Oleh : Ujang Samsudin

SUDAH berulang kali analisis tentang peristiwa Gerakan 30 Sepetember 1965 dilakukan oleh berbagai kalangan, bahkan oleh para pemerhati dari luar negeri. Tetapi sekali lagi hal itu tidak menjadikan utntuk berhenti menelaah tentang peristiwa paling spektakuler dalam sejarah peradaban manusia di Indonesia.

Perkembangan politik yang dinamis pada sekitar peristiwa tersebut menjadi rentetan kejadian yang melingkupinya. Perang dingin antara Blok Barat dengan Blok Timur yang berimbas pada perebutan dominasi pengaruh ke negara-negara di atas muka bumi ini semakin memanaskan suhu politik dimanapun berada termasuk di Indonesia. Menjadi menarik untuk diungkapkan kembali saat ini, termasuk yang pernah dikemukakan oleh Manai Sophian.

Keterlibatan Amerika dalam penyusunan skenario tersebut patut dipertimbangkan. Kegiatan Marshall Green, Duta besar Amerika Serikat di Jakarta waktu itu sangt mencurigakan.
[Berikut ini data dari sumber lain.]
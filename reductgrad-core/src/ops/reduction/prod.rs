use log::{debug, trace};

use crate::autograd::backward_op::{input_grad_only, BackwardOp, Gradients};
use crate::error::ReductGradError;
use crate::tensor::create::{ones, zeros_like};
use crate::tensor::Tensor;
use crate::types::Numeric;

use super::utils::{ReduceDim, ReductionContext};

/// Backward operation context for `prod_op`.
///
/// Saves the input and the forward output, both needed by the quotient rule.
#[derive(Debug, Clone)]
pub struct ProdBackward<T: Numeric> {
    pub(crate) ctx: ReductionContext,
    pub(crate) input: Tensor<T>,
    pub(crate) output: Tensor<T>,
}

impl<T: Numeric> ProdBackward<T> {
    pub fn context(&self) -> &ReductionContext {
        &self.ctx
    }

    fn backward_all(&self, grad_output: &Tensor<T>) -> Result<Tensor<T>, ReductGradError> {
        let zero_count = self.input.eq_scalar(T::zero()).count_true();
        match zero_count {
            0 => {
                debug!("prod_backward (all): no zeros, quotient rule");
                self.ctx
                    .broadcast_to_input(&grad_output.mul(&self.output)?)?
                    .div(&self.input)
            }
            1 => {
                debug!("prod_backward (all): single zero, exclusive cumprod");
                let numel = self.input.numel();
                let flat = self.input.reshape(vec![numel])?;
                safe_zeros_backward(&flat, 0, grad_output)?.reshape(self.ctx.input_shape.clone())
            }
            n => {
                debug!("prod_backward (all): {} zeros, gradient vanishes", n);
                zeros_like(&self.input)
            }
        }
    }

    fn backward_dim(&self, dim: usize, grad_output: &Tensor<T>) -> Result<Tensor<T>, ReductGradError> {
        let grad = self.ctx.restore_reduced_axis(grad_output)?;
        let output = self.ctx.restore_reduced_axis(&self.output)?;
        let zeros_per_slice = self.input.eq_scalar(T::zero()).count_true_dim(dim, true)?;
        let total_zeros: i64 = zeros_per_slice.iter().sum();
        trace!("prod_backward (dim {}): zeros per slice {:?}", dim, zeros_per_slice.to_vec());
        if total_zeros == 0 {
            debug!("prod_backward (dim {}): no zeros, quotient rule", dim);
            grad.mul(&output)?.expand(&self.ctx.input_shape)?.div(&self.input)
        } else {
            debug!("prod_backward (dim {}): {} zeros, exclusive cumprod", dim, total_zeros);
            safe_zeros_backward(&self.input, dim, &grad)
        }
    }
}

impl<T: Numeric> BackwardOp<T, 3> for ProdBackward<T> {
    /// Slots: (input, dim, keep_dim).
    fn backward(&self, grad_output: &Tensor<T>) -> Result<Gradients<T, 3>, ReductGradError> {
        self.ctx.check_grad_output(grad_output, "prod_backward")?;
        let grad_input = match self.ctx.dim {
            None => self.backward_all(grad_output)?,
            Some(dim) => self.backward_dim(dim, grad_output)?,
        };
        Ok(input_grad_only(grad_input))
    }
}

/// Gradient of a product along `dim` that stays finite when a slice holds a zero.
///
/// The derivative with respect to each element is the product of all the other elements
/// of its slice, built as the product of an exclusive cumulative product running forward
/// and one running backward. `grad` must have `input`'s shape with size 1 at `dim` (or
/// broadcast to it). Exact as long as each slice contains at most one zero; slices with
/// more zeros correctly get an all-zero gradient.
pub fn safe_zeros_backward<T: Numeric>(
    input: &Tensor<T>,
    dim: usize,
    grad: &Tensor<T>,
) -> Result<Tensor<T>, ReductGradError> {
    let shape = input.shape();
    let size = input.size(dim as isize)?;
    if size <= 1 {
        return grad.expand(&shape)?.contiguous();
    }

    let mut ones_shape = shape.clone();
    ones_shape[dim] = 1;
    let ones = ones::<T>(&ones_shape)?;

    // Products of strictly earlier elements: [1, x0, x0*x1, ...].
    let exclusive_forward =
        Tensor::cat(&[ones.clone(), input.narrow(dim, 0, size - 1)?], dim)?.cumprod(dim)?;
    // Products of strictly later elements, built on the reversed axis.
    let exclusive_reverse = Tensor::cat(&[ones, input.narrow(dim, 1, size - 1)?.flip(dim)?], dim)?
        .cumprod(dim)?
        .flip(dim)?;

    grad.expand(&shape)?
        .mul(&exclusive_forward.mul(&exclusive_reverse)?)
}

/// Product over all elements or along one axis.
pub fn prod_op<T: Numeric>(
    input: &Tensor<T>,
    dim: ReduceDim,
    keep_dim: bool,
) -> Result<(Tensor<T>, ProdBackward<T>), ReductGradError> {
    let resolved = dim.resolve(input.rank())?;
    let output = match resolved {
        None => Tensor::new(vec![input.prod_all()], vec![1])?,
        Some(d) => input.prod_dim(d, keep_dim)?,
    };
    debug!("prod_op: {:?} -> {:?} ({:?})", input.shape(), output.shape(), dim);
    let ctx = ReductionContext::new(resolved, keep_dim, input.shape(), output.shape());
    Ok((
        output.clone(),
        ProdBackward {
            ctx,
            input: input.clone(),
            output,
        },
    ))
}

#[cfg(test)]
#[path = "prod_test.rs"]
mod tests;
Asisten Menteri Luar Negeri AS urusan Asia Timur dan Pasifik (1964-1969), William P.Bundy dalam kata pengantarnya dalam buku karya Marshall Green, “Dari Sukarno ke Suharto” menulis, ... “apa yang dilakukan oleh Pemerintah AS di Indonesia sejak pertengahan 1965 hingga 1968, ialah pada dasarnya mengikuti nasehat Marshall Green mengenai pendekatan itu, cerita itu dapat disebut keberhasilan suatu misi yang membuat Indonesia menjadi kisah keberhasilan.
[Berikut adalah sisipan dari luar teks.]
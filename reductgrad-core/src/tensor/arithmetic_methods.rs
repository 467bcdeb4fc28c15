use std::sync::Arc;

use crate::error::ReductGradError;
use crate::tensor::utils::{broadcast_shapes, calculate_strides};
use crate::tensor::Tensor;
use crate::tensor_data::TensorData;
use crate::types::{Element, Numeric};

impl<T: Element> Tensor<T> {
    /// Applies `f` to every element, producing a new contiguous tensor.
    pub fn map<U: Element, F>(&self, f: F) -> Tensor<U>
    where
        F: Fn(T) -> U,
    {
        let data: Vec<U> = self.iter().map(f).collect();
        Tensor::from_data(TensorData {
            buffer: Arc::new(data),
            shape: self.shape(),
            strides: calculate_strides(&self.data.shape),
            offset: 0,
        })
    }

    /// Combines two tensors element-wise after broadcasting them to a common shape.
    pub fn zip_with<U: Element, R: Element, F>(
        &self,
        other: &Tensor<U>,
        f: F,
    ) -> Result<Tensor<R>, ReductGradError>
    where
        F: Fn(T, U) -> R,
    {
        let out_shape = broadcast_shapes(&self.data.shape, &other.data.shape)?;
        let lhs = self.expand(&out_shape)?;
        let rhs = other.expand(&out_shape)?;
        let data: Vec<R> = lhs.iter().zip(rhs.iter()).map(|(a, b)| f(a, b)).collect();
        Tensor::new(data, out_shape)
    }
}

impl<T: Numeric> Tensor<T> {
    /// Element-wise (broadcasting) addition.
    pub fn add(&self, other: &Tensor<T>) -> Result<Tensor<T>, ReductGradError> {
        self.zip_with(other, |a, b| a + b)
    }

    /// Element-wise (broadcasting) subtraction.
    pub fn sub(&self, other: &Tensor<T>) -> Result<Tensor<T>, ReductGradError> {
        self.zip_with(other, |a, b| a - b)
    }

    /// Element-wise (broadcasting) multiplication.
    pub fn mul(&self, other: &Tensor<T>) -> Result<Tensor<T>, ReductGradError> {
        self.zip_with(other, |a, b| a * b)
    }

    /// Element-wise (broadcasting) division. Division by zero follows IEEE semantics.
    pub fn div(&self, other: &Tensor<T>) -> Result<Tensor<T>, ReductGradError> {
        self.zip_with(other, |a, b| a / b)
    }

    /// Element-wise division where a zero divisor yields zero instead of inf/NaN.
    pub fn div_or_zero(&self, other: &Tensor<T>) -> Result<Tensor<T>, ReductGradError> {
        self.zip_with(other, |a, b| if b == T::zero() { T::zero() } else { a / b })
    }

    pub fn mul_scalar(&self, scalar: T) -> Tensor<T> {
        self.map(|a| a * scalar)
    }

    pub fn div_scalar(&self, scalar: T) -> Tensor<T> {
        self.map(|a| a / scalar)
    }

    pub fn abs(&self) -> Tensor<T> {
        self.map(|a| a.abs())
    }

    /// Raises every element to the power `exponent`.
    pub fn powf(&self, exponent: T) -> Tensor<T> {
        self.map(|a| a.powf(exponent))
    }
}
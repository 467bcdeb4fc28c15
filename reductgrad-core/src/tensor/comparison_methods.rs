use crate::error::ReductGradError;
use crate::tensor::utils::index_to_coord;
use crate::tensor::Tensor;
use crate::types::{Element, Numeric};

impl<T: Numeric> Tensor<T> {
    /// Element-wise (broadcasting) equality, producing a boolean mask.
    pub fn eq_tensor(&self, other: &Tensor<T>) -> Result<Tensor<bool>, ReductGradError> {
        self.zip_with(other, |a, b| a == b)
    }

    /// Mask of the elements equal to `value`.
    pub fn eq_scalar(&self, value: T) -> Tensor<bool> {
        self.map(|a| a == value)
    }

    /// Mask of the elements identical to `value`, where NaN matches NaN.
    pub(crate) fn same_as_scalar(&self, value: T) -> Tensor<bool> {
        if value.is_nan() {
            self.map(|a| a.is_nan())
        } else {
            self.eq_scalar(value)
        }
    }
}

impl Tensor<bool> {
    /// Coordinates of all `true` elements, in row-major order.
    pub fn nonzero(&self) -> Vec<Vec<usize>> {
        let shape = self.shape();
        self.iter()
            .enumerate()
            .filter(|(_, flag)| *flag)
            .map(|(linear, _)| index_to_coord(linear, &shape))
            .collect()
    }

    /// Number of `true` elements.
    pub fn count_true(&self) -> usize {
        self.iter().filter(|flag| *flag).count()
    }
}

impl<T: Element> Tensor<T> {
    /// Converts a mask into a tensor of `T` ones and zeros.
    pub fn from_mask(mask: &Tensor<bool>, on: T, off: T) -> Tensor<T> {
        mask.map(|flag| if flag { on } else { off })
    }
}
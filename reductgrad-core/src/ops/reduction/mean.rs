use std::marker::PhantomData;

use log::debug;

use crate::autograd::backward_op::{input_grad_only, BackwardOp, Gradients};
use crate::error::ReductGradError;
use crate::tensor::Tensor;
use crate::types::Numeric;

use super::utils::{ReduceDim, ReductionContext};

/// Backward operation context for `mean_op`.
#[derive(Debug, Clone)]
pub struct MeanBackward<T: Numeric> {
    pub(crate) ctx: ReductionContext,
    _marker: PhantomData<T>,
}

impl<T: Numeric> MeanBackward<T> {
    pub fn context(&self) -> &ReductionContext {
        &self.ctx
    }
}

impl<T: Numeric> BackwardOp<T, 3> for MeanBackward<T> {
    /// Replicates `grad_output` like the sum rule, then divides by the number of averaged
    /// elements. Slots: (input, dim, keep_dim).
    fn backward(&self, grad_output: &Tensor<T>) -> Result<Gradients<T, 3>, ReductGradError> {
        self.ctx.check_grad_output(grad_output, "mean_backward")?;
        let replicated = match self.ctx.dim {
            None => self.ctx.broadcast_to_input(grad_output)?,
            Some(dim) => self
                .ctx
                .restore_reduced_axis(grad_output)?
                .repeat(&self.ctx.repeats_along(dim))?,
        };
        let count = T::from_count(self.ctx.reduced_count());
        Ok(input_grad_only(replicated.div_scalar(count)))
    }
}

/// Arithmetic mean over all elements or along one axis.
///
/// Averaging zero elements yields NaN, as the division by the count does.
pub fn mean_op<T: Numeric>(
    input: &Tensor<T>,
    dim: ReduceDim,
    keep_dim: bool,
) -> Result<(Tensor<T>, MeanBackward<T>), ReductGradError> {
    let resolved = dim.resolve(input.rank())?;
    let output = match resolved {
        None => Tensor::new(vec![input.mean_all()], vec![1])?,
        Some(d) => input.mean_dim(d, keep_dim)?,
    };
    debug!("mean_op: {:?} -> {:?} ({:?})", input.shape(), output.shape(), dim);
    let ctx = ReductionContext::new(resolved, keep_dim, input.shape(), output.shape());
    Ok((
        output,
        MeanBackward {
            ctx,
            _marker: PhantomData,
        },
    ))
}

#[cfg(test)]
#[path = "mean_test.rs"]
mod tests;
Pengakuan lain yang datang dari wartawan Amerika, Arnold G Brackman. Ia menulis : “apa yang terjadi di Indonesia pada hari-hari pertama yang menentukan dalam bulan Oktober 1965, mungkin yang paling mencolok dalam zaman ini di Asia sejak Mao bangkit berkuasa di daratan Cina pada tahun 1949”. Meskipun demikian, Marshall Green merasa perlu mengatakan bahwa AS tidak terlibat di Indonesia, hanya memperoleh manfaat besar dari hilangnya kekuatan komunis di Negeri itu. Ia mengutip tulisan Lektor Kepala HW Brands dari Texas A & M University dalam Journal of American Hostory (Desember 1989) bahwa Amerika Serikat tidak mendongkel Soekarno dan tidak bertanggung jawab terhadap ratusan ribu jiwa yang tewas dalam penumpasan PKI. Oleh karenanya, kata Green “kita tidak punya alasan untuk meminta maaf karena masa lampau”.
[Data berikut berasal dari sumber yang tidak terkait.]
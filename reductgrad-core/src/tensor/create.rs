// src/tensor/create.rs

use ::rand::Rng;
use ::rand_distr::{Distribution, StandardNormal};

use crate::error::ReductGradError;
use crate::tensor::Tensor;
use crate::types::{Element, Numeric};

/// Creates a new tensor filled with zeros with the specified shape.
pub fn zeros<T: Numeric>(shape: &[usize]) -> Result<Tensor<T>, ReductGradError> {
    full(shape, T::zero())
}

/// Creates a new tensor filled with ones with the specified shape.
pub fn ones<T: Numeric>(shape: &[usize]) -> Result<Tensor<T>, ReductGradError> {
    full(shape, T::one())
}

/// Creates a new tensor filled with a specific value with the specified shape.
pub fn full<T: Element>(shape: &[usize], value: T) -> Result<Tensor<T>, ReductGradError> {
    let numel = shape.iter().product();
    Tensor::new(vec![value; numel], shape.to_vec())
}

/// Creates a new tensor filled with zeros, having the same shape as the input tensor.
pub fn zeros_like<T: Numeric>(tensor: &Tensor<T>) -> Result<Tensor<T>, ReductGradError> {
    zeros(&tensor.shape())
}

/// Creates a new tensor filled with ones, having the same shape as the input tensor.
pub fn ones_like<T: Numeric>(tensor: &Tensor<T>) -> Result<Tensor<T>, ReductGradError> {
    ones(&tensor.shape())
}

/// 1-D tensor of values `start, start + step, ...` strictly below `end`.
pub fn arange<T: Numeric>(start: T, end: T, step: T) -> Result<Tensor<T>, ReductGradError> {
    if (end > start && step <= T::zero()) || (end < start && step >= T::zero()) || step == T::zero() {
        return Err(ReductGradError::InvalidArgument(format!(
            "Invalid step {:?} for arange({:?}, {:?})",
            step, start, end
        )));
    }
    let numel = ((end - start) / step).ceil().to_usize().unwrap_or(0);
    let data_vec: Vec<T> = (0..numel)
        .map(|i| start + T::from_count(i) * step)
        .collect();
    Tensor::new(data_vec, vec![numel])
}

/// Tensor of values drawn uniformly from `[0, 1)`.
pub fn rand<T: Numeric>(shape: &[usize], rng: &mut impl Rng) -> Result<Tensor<T>, ReductGradError> {
    let numel = shape.iter().product();
    let data_vec: Vec<T> = (0..numel)
        .map(|_| T::from_f64_lossy(rng.gen::<f64>()))
        .collect();
    Tensor::new(data_vec, shape.to_vec())
}

/// Tensor of values drawn from the standard normal distribution.
pub fn randn<T: Numeric>(shape: &[usize], rng: &mut impl Rng) -> Result<Tensor<T>, ReductGradError> {
    let numel = shape.iter().product();
    let data_vec: Vec<T> = (0..numel)
        .map(|_| {
            let sample: f64 = StandardNormal.sample(rng);
            T::from_f64_lossy(sample)
        })
        .collect();
    Tensor::new(data_vec, shape.to_vec())
}

#[cfg(test)]
#[path = "create_test.rs"]
mod tests;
Sangkaalan Marshall Green cukup berani, karena bukti-bukti yang diungkapkan dalam dokumen-dokumen yang dikutip dari Presiden Johnson Liberary yang sudahdiumumkan di Amerika, kemudian diresmikan pada bulan Agustus 1967 di Bangkok, dimana Indonesia masuk didalamnya. Di salah satu kesempatan mantan Ketua Umum PBNU, Gus Dur menyatakan bahwa ormas Islam telah membantai 500.000 eks PKI. Tentu masih ada lagi yang dibunuh oleh yang tidak masuk “orang Islam”. Maka angka 1 juta seperti yang diumumkan oleh Panitia Amnesti Internasional, bisa dimengerti.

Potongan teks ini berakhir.